[Stored data]

>>

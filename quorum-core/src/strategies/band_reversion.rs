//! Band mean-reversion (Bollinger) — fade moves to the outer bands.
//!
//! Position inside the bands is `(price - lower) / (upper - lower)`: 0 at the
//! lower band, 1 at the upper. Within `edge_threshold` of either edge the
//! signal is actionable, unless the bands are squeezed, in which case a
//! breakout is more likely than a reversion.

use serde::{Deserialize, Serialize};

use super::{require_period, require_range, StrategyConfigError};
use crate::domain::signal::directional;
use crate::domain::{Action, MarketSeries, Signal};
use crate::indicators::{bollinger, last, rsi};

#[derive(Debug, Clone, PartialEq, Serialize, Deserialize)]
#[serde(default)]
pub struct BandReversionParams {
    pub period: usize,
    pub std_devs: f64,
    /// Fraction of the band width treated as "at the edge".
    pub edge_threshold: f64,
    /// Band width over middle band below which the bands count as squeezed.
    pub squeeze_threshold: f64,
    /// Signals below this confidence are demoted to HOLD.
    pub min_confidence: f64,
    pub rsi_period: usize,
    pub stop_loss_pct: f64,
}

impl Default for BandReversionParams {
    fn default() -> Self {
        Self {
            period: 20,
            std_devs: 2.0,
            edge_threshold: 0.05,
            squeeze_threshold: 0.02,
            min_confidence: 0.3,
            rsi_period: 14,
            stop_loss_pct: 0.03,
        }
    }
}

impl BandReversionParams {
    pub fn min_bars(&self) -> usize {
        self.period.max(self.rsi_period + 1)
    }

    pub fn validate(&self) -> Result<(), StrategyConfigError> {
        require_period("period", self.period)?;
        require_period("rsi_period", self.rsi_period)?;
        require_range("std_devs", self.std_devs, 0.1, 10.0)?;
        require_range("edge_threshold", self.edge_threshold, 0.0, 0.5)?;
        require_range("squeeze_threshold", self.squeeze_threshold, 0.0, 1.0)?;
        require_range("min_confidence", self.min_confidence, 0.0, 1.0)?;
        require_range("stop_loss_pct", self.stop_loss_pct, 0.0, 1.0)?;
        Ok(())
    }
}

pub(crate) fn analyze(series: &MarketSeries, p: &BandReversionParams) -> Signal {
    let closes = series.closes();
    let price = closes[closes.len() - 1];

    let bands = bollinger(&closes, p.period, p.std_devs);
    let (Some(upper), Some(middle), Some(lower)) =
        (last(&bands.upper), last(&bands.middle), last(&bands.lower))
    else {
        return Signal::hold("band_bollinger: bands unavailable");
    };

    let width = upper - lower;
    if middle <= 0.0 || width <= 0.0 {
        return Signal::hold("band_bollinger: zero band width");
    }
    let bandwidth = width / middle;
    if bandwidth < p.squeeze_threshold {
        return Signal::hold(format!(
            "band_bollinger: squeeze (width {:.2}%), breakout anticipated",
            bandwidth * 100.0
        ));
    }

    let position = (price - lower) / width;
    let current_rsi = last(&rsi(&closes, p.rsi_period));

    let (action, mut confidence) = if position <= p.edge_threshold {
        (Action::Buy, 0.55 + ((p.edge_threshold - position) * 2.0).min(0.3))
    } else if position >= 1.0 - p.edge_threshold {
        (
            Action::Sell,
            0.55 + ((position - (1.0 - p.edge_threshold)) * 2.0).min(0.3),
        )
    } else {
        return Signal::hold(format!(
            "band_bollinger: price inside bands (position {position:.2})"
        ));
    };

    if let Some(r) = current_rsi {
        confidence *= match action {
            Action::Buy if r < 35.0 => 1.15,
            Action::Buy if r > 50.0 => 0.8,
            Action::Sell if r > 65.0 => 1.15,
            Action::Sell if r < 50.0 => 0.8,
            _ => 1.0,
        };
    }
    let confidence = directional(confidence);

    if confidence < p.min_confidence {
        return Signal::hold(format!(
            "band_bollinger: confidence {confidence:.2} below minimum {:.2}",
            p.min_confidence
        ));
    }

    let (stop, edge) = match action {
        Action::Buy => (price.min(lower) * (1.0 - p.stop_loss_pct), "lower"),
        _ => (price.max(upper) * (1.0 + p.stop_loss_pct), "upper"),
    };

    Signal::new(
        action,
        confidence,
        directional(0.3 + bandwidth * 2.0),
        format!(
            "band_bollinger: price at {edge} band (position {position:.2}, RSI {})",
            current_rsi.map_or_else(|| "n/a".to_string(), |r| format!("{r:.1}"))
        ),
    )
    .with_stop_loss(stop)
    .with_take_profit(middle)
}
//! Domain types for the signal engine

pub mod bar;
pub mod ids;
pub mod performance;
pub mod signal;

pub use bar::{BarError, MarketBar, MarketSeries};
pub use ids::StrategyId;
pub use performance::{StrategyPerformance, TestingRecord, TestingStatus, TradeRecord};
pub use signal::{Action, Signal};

<<

▸ **EXERCISE REQUIREMENTS**
Count how many lines in the records hold the string "directional"; reply with the number alone.

▸ **YOUR RESPONSE**
3